Derek Sanderson Jeter

dereksandersonjeterEl pasado 25 de septiembre los aficionados al beisbol vivimos una jornada alucinante: la despedida del capitán de los Yanquis de Nueva York, el parador corto Derek Sanderson Jeter. Un jugadorazo en toda la extensión de la palabra. Pero, sobre todo, un profesional, y un ser humano con la humildad suficiente como para procurar no acaparar micrófonos, titulares, rutilantes affaires con las mil novias que ha tenido; como para anunciar que se va del beisbol con un año de anticipación.
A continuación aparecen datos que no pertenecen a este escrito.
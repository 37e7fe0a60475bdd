use axum::{
    extract::{rejection::JsonRejection, Path, State},
    http::StatusCode,
    response::IntoResponse,
    Json,
};

use crate::{
    model::{
        api::{ErrorDto, MessageDto},
        degree::{CreateDegreeDto, DegreeDto, UpdateDegreeDto},
    },
    server::{
        controller::parse_id,
        error::AppError,
        model::degree::{CreateDegreeParam, UpdateDegreeParam},
        service::degree::DegreeService,
        state::AppState,
    },
};

/// Tag for grouping degree endpoints in OpenAPI documentation
pub static DEGREE_TAG: &str = "degree";

/// List every degree.
///
/// # Returns
/// - `200 OK` - All degrees in creation order
/// - `500 Internal Server Error` - Database error
#[utoipa::path(
    get,
    path = "/api/degrees",
    tag = DEGREE_TAG,
    responses(
        (status = 200, description = "All degrees", body = Vec<DegreeDto>),
        (status = 500, description = "Internal server error", body = ErrorDto)
    ),
)]
pub async fn get_degrees(State(state): State<AppState>) -> Result<impl IntoResponse, AppError> {
    let degrees = DegreeService::new(&state.db).get_all().await?;

    let dtos: Vec<DegreeDto> = degrees.into_iter().map(|d| d.into_dto()).collect();

    Ok((StatusCode::OK, Json(dtos)))
}

/// Get a degree by id.
///
/// # Returns
/// - `200 OK` - The degree
/// - `404 Not Found` - No degree with that id
/// - `500 Internal Server Error` - Database error
#[utoipa::path(
    get,
    path = "/api/degrees/{id}",
    tag = DEGREE_TAG,
    params(
        ("id" = i32, Path, description = "Degree ID")
    ),
    responses(
        (status = 200, description = "The degree", body = DegreeDto),
        (status = 404, description = "Degree not found", body = ErrorDto),
        (status = 500, description = "Internal server error", body = ErrorDto)
    ),
)]
pub async fn get_degree(
    State(state): State<AppState>,
    Path(id): Path<String>,
) -> Result<impl IntoResponse, AppError> {
    let id = parse_id(&id, "Degree")?;

    let degree = DegreeService::new(&state.db).get_by_id(id).await?;

    Ok((StatusCode::OK, Json(degree.into_dto())))
}

/// Create a degree.
///
/// # Arguments
/// - `state` - Application state containing the database connection
/// - `payload` - Degree fields; `name` must not be taken
///
/// # Returns
/// - `201 Created` - The created degree
/// - `400 Bad Request` - Invalid fields or duplicate name
/// - `500 Internal Server Error` - Database error
#[utoipa::path(
    post,
    path = "/api/degrees",
    tag = DEGREE_TAG,
    request_body = CreateDegreeDto,
    responses(
        (status = 201, description = "Successfully created degree", body = DegreeDto),
        (status = 400, description = "Invalid degree data or duplicate name", body = ErrorDto),
        (status = 500, description = "Internal server error", body = ErrorDto)
    ),
)]
pub async fn create_degree(
    State(state): State<AppState>,
    payload: Result<Json<CreateDegreeDto>, JsonRejection>,
) -> Result<impl IntoResponse, AppError> {
    let Json(payload) = payload?;

    let degree = DegreeService::new(&state.db)
        .create(CreateDegreeParam::from_dto(payload))
        .await?;

    Ok((StatusCode::CREATED, Json(degree.into_dto())))
}

/// Replace a degree's fields.
///
/// # Returns
/// - `200 OK` - The updated degree
/// - `400 Bad Request` - Invalid fields or name taken by another degree
/// - `404 Not Found` - No degree with that id
/// - `500 Internal Server Error` - Database error
#[utoipa::path(
    put,
    path = "/api/degrees/{id}",
    tag = DEGREE_TAG,
    params(
        ("id" = i32, Path, description = "Degree ID")
    ),
    request_body = UpdateDegreeDto,
    responses(
        (status = 200, description = "Successfully updated degree", body = DegreeDto),
        (status = 400, description = "Invalid degree data or duplicate name", body = ErrorDto),
        (status = 404, description = "Degree not found", body = ErrorDto),
        (status = 500, description = "Internal server error", body = ErrorDto)
    ),
)]
pub async fn update_degree(
    State(state): State<AppState>,
    Path(id): Path<String>,
    payload: Result<Json<UpdateDegreeDto>, JsonRejection>,
) -> Result<impl IntoResponse, AppError> {
    let id = parse_id(&id, "Degree")?;
    let Json(payload) = payload?;

    let degree = DegreeService::new(&state.db)
        .update(UpdateDegreeParam::from_dto(id, payload))
        .await?;

    Ok((StatusCode::OK, Json(degree.into_dto())))
}

/// Delete a degree no teacher holds.
///
/// # Returns
/// - `200 OK` - Confirmation message
/// - `400 Bad Request` - Teachers still hold the degree
/// - `404 Not Found` - No degree with that id
/// - `500 Internal Server Error` - Database error
#[utoipa::path(
    delete,
    path = "/api/degrees/{id}",
    tag = DEGREE_TAG,
    params(
        ("id" = i32, Path, description = "Degree ID")
    ),
    responses(
        (status = 200, description = "Successfully deleted degree", body = MessageDto),
        (status = 400, description = "Degree is still in use", body = ErrorDto),
        (status = 404, description = "Degree not found", body = ErrorDto),
        (status = 500, description = "Internal server error", body = ErrorDto)
    ),
)]
pub async fn delete_degree(
    State(state): State<AppState>,
    Path(id): Path<String>,
) -> Result<impl IntoResponse, AppError> {
    let id = parse_id(&id, "Degree")?;

    DegreeService::new(&state.db).delete(id).await?;

    Ok((
        StatusCode::OK,
        Json(MessageDto {
            message: "Degree deleted successfully".to_string(),
        }),
    ))
}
La enseñanza de Jeter es determinante en medio de un mundo de espectáculo y doblez. Solamente el que se mantiene alejado del reflector es el que es capaz de triunfar en una disciplina determinada. El reflector corrompe al jugador y lo convierte en una estrella de la pantalla, por lo tanto, alguien que debe atender una solicitud distinta a aquello que hace. Y que hace bien.

A la larga, decía Wilde, todo hombre justo termina siendo un fastidio para los demás. En efecto, un individuo como Jeter, que mantuvo en casi 20 años de jugar un promedio de bateo de 277, con tres mil 427 hits, mil 291 carreras producidas, 269 homeruns y mil 913 carreras anotadas, que fue varias veces el más valioso del año, que hasta que se rompió el tobillo estaba ahí, en las paradas cortas de los “bombarderos del Bronx”, no puede caer bien a propios y extraños. Exige demasiado. Está fuera de la mediocridad que da la gracia para ser considerado un personaje de la farándula.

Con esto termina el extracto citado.